Line by line, repeat the material below without any deviation.

==================================================

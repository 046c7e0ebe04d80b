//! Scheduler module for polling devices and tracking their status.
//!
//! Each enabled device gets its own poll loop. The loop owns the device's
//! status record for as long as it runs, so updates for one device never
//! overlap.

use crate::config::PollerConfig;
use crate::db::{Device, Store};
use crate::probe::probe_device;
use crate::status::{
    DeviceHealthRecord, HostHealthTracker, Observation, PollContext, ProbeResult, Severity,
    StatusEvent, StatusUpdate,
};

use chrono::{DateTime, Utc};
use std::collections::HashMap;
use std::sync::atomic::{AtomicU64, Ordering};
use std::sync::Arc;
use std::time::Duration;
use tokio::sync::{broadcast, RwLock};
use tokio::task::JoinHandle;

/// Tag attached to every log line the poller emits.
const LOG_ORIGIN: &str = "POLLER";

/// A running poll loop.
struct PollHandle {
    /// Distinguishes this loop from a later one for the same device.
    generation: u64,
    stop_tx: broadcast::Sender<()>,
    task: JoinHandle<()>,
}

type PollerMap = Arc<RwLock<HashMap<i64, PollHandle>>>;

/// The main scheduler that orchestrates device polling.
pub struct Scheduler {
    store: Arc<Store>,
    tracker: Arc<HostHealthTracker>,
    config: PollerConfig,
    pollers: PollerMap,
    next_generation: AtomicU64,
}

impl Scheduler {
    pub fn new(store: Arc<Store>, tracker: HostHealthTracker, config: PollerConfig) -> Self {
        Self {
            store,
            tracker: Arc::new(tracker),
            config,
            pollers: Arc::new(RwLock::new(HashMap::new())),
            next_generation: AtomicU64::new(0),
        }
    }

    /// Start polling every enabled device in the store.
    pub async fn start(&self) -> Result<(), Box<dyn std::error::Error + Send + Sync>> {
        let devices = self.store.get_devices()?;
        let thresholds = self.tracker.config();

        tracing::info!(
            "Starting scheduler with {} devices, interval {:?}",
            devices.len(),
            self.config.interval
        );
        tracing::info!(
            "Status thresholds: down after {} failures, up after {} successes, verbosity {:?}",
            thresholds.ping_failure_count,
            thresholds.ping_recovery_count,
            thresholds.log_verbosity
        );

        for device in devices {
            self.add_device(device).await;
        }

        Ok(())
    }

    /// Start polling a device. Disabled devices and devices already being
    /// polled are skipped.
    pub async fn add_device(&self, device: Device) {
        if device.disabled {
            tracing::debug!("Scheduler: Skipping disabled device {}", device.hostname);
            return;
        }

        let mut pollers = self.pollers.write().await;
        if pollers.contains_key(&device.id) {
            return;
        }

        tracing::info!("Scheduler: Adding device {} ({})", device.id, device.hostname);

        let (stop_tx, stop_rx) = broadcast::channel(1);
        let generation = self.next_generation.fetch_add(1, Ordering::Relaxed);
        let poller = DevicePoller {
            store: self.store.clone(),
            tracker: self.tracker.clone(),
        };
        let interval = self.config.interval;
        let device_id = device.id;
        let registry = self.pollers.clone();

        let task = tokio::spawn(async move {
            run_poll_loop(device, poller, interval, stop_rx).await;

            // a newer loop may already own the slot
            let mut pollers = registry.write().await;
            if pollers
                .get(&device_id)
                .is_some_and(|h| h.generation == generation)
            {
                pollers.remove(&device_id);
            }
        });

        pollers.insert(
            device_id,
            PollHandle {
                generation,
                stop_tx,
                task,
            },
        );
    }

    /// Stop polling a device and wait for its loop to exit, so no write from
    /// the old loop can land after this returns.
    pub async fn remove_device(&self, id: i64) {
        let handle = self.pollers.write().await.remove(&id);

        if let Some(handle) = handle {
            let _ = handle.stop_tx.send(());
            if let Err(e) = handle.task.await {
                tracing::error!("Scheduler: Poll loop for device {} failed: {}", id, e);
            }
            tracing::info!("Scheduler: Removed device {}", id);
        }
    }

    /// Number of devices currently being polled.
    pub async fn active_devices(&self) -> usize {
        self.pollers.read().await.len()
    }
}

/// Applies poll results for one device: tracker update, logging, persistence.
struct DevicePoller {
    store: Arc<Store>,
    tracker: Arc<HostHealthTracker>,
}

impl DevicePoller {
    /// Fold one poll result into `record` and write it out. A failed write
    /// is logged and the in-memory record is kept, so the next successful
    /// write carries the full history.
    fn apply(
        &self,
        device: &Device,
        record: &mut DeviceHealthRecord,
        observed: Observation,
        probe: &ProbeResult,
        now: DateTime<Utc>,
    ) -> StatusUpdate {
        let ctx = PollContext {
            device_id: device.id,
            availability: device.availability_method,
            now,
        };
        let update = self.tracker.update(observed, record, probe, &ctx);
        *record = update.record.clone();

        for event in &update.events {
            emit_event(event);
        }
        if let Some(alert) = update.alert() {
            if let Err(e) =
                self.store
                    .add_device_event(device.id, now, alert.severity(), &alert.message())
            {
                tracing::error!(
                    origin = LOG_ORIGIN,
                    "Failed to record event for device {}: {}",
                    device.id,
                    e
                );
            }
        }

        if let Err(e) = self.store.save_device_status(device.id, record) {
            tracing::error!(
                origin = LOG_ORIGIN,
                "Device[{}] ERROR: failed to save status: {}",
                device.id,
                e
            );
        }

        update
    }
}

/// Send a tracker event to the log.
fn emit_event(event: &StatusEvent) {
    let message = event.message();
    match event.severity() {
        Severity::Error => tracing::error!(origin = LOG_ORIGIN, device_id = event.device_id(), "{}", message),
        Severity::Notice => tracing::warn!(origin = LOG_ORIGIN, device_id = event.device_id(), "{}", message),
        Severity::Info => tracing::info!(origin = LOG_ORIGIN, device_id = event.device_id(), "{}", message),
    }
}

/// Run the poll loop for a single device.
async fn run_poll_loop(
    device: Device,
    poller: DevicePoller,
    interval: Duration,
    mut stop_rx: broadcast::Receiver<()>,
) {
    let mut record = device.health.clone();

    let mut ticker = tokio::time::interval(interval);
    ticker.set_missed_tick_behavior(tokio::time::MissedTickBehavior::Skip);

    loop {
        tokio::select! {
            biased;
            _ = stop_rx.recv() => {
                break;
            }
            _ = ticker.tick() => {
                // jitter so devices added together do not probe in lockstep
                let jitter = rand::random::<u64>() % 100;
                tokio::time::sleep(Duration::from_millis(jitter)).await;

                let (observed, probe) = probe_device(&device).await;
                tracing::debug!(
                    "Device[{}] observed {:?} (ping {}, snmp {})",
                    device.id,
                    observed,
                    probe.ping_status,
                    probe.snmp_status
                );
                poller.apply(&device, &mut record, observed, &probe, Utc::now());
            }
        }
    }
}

==================================================

**TASK RESULT**
repository 046c7e0ebe04d80b
//! Scheduler module for polling devices and tracking their status.
//!
//! Each enabled device gets its own poll loop. The loop owns the device's
//! status record for as long as it runs, so updates for one device never
//! overlap.

use crate::config::PollerConfig;
use crate::db::{Device, Store};
use crate::probe::probe_device;
use crate::status::{
    DeviceHealthRecord, HostHealthTracker, Observation, PollContext, ProbeResult, Severity,
    StatusEvent, StatusUpdate,
};

use chrono::{DateTime, Utc};
use std::collections::HashMap;
use std::sync::atomic::{AtomicU64, Ordering};
use std::sync::Arc;
use std::time::Duration;
use tokio::sync::{broadcast, RwLock};
use tokio::task::JoinHandle;

/// Tag attached to every log line the poller emits.
const LOG_ORIGIN: &str = "POLLER";

/// A running poll loop.
struct PollHandle {
    /// Distinguishes this loop from a later one for the same device.
    generation: u64,
    stop_tx: broadcast::Sender<()>,
    task: JoinHandle<()>,
}

type PollerMap = Arc<RwLock<HashMap<i64, PollHandle>>>;

/// The main scheduler that orchestrates device polling.
pub struct Scheduler {
    store: Arc<Store>,
    tracker: Arc<HostHealthTracker>,
    config: PollerConfig,
    pollers: PollerMap,
    next_generation: AtomicU64,
}

impl Scheduler {
    pub fn new(store: Arc<Store>, tracker: HostHealthTracker, config: PollerConfig) -> Self {
        Self {
            store,
            tracker: Arc::new(tracker),
            config,
            pollers: Arc::new(RwLock::new(HashMap::new())),
            next_generation: AtomicU64::new(0),
        }
    }

    /// Start polling every enabled device in the store.
    pub async fn start(&self) -> Result<(), Box<dyn std::error::Error + Send + Sync>> {
        let devices = self.store.get_devices()?;
        let thresholds = self.tracker.config();

        tracing::info!(
            "Starting scheduler with {} devices, interval {:?}",
            devices.len(),
            self.config.interval
        );
        tracing::info!(
            "Status thresholds: down after {} failures, up after {} successes, verbosity {:?}",
            thresholds.ping_failure_count,
            thresholds.ping_recovery_count,
            thresholds.log_verbosity
        );

        for device in devices {
            self.add_device(device).await;
        }

        Ok(())
    }

    /// Start polling a device. Disabled devices and devices already being
    /// polled are skipped.
    pub async fn add_device(&self, device: Device) {
        if device.disabled {
            tracing::debug!("Scheduler: Skipping disabled device {}", device.hostname);
            return;
        }

        let mut pollers = self.pollers.write().await;
        if pollers.contains_key(&device.id) {
            return;
        }

        tracing::info!("Scheduler: Adding device {} ({})", device.id, device.hostname);

        let (stop_tx, stop_rx) = broadcast::channel(1);
        let generation = self.next_generation.fetch_add(1, Ordering::Relaxed);
        let poller = DevicePoller {
            store: self.store.clone(),
            tracker: self.tracker.clone(),
        };
        let interval = self.config.interval;
        let device_id = device.id;
        let registry = self.pollers.clone();

        let task = tokio::spawn(async move {
            run_poll_loop(device, poller, interval, stop_rx).await;

            // a newer loop may already own the slot
            let mut pollers = registry.write().await;
            if pollers
                .get(&device_id)
                .is_some_and(|h| h.generation == generation)
            {
                pollers.remove(&device_id);
            }
        });

        pollers.insert(
            device_id,
            PollHandle {
                generation,
                stop_tx,
                task,
            },
        );
    }

    /// Stop polling a device and wait for its loop to exit, so no write from
    /// the old loop can land after this returns.
    pub async fn remove_device(&self, id: i64) {
        let handle = self.pollers.write().await.remove(&id);

        if let Some(handle) = handle {
            let _ = handle.stop_tx.send(());
            if let Err(e) = handle.task.await {
                tracing::error!("Scheduler: Poll loop for device {} failed: {}", id, e);
            }
            tracing::info!("Scheduler: Removed device {}", id);
        }
    }

    /// Number of devices currently being polled.
    pub async fn active_devices(&self) -> usize {
        self.pollers.read().await.len()
    }
}

/// Applies poll results for one device: tracker update, logging, persistence.
struct DevicePoller {
    store: Arc<Store>,
    tracker: Arc<HostHealthTracker>,
}

impl DevicePoller {
    /// Fold one poll result into `record` and write it out. A failed write
    /// is logged and the in-memory record is kept, so the next successful
    /// write carries the full history.
    fn apply(
        &self,
        device: &Device,
        record: &mut DeviceHealthRecord,
        observed: Observation,
        probe: &ProbeResult,
        now: DateTime<Utc>,
    ) -> StatusUpdate {
        let ctx = PollContext {
            device_id: device.id,
            availability: device.availability_method,
            now,
        };
        let update = self.tracker.update(observed, record, probe, &ctx);
        *record = update.record.clone();

        for event in &update.events {
            emit_event(event);
        }
        if let Some(alert) = update.alert() {
            if let Err(e) =
                self.store
                    .add_device_event(device.id, now, alert.severity(), &alert.message())
            {
                tracing::error!(
                    origin = LOG_ORIGIN,
                    "Failed to record event for device {}: {}",
                    device.id,
                    e
                );
            }
        }

        if let Err(e) = self.store.save_device_status(device.id, record) {
            tracing::error!(
                origin = LOG_ORIGIN,
                "Device[{}] ERROR: failed to save status: {}",
                device.id,
                e
            );
        }

        update
    }
}

/// Send a tracker event to the log.
fn emit_event(event: &StatusEvent) {
    let message = event.message();
    match event.severity() {
        Severity::Error => tracing::error!(origin = LOG_ORIGIN, device_id = event.device_id(), "{}", message),
        Severity::Notice => tracing::warn!(origin = LOG_ORIGIN, device_id = event.device_id(), "{}", message),
        Severity::Info => tracing::info!(origin = LOG_ORIGIN, device_id = event.device_id(), "{}", message),
    }
}

/// Run the poll loop for a single device.
async fn run_poll_loop(
    device: Device,
    poller: DevicePoller,
    interval: Duration,
    mut stop_rx: broadcast::Receiver<()>,
) {
    let mut record = device.health.clone();

    let mut ticker = tokio::time::interval(interval);
    ticker.set_missed_tick_behavior(tokio::time::MissedTickBehavior::Skip);

    loop {
        tokio::select! {
            biased;
            _ = stop_rx.recv() => {
                break;
            }
            _ = ticker.tick() => {
                // jitter so devices added together do not probe in lockstep
                let jitter = rand::random::<u64>() % 100;
                tokio::time::sleep(Duration::from_millis(jitter)).await;

                let (observed, probe) = probe_device(&device).await;
                tracing::debug!(
                    "Device[{}] observed {:?} (ping {}, snmp {})",
                    device.id,
                    observed,
                    probe.ping_status,
                    probe.snmp_status
                );
                poller.apply(&device, &mut record, observed, &probe, Utc::now());
            }
        }
    }
}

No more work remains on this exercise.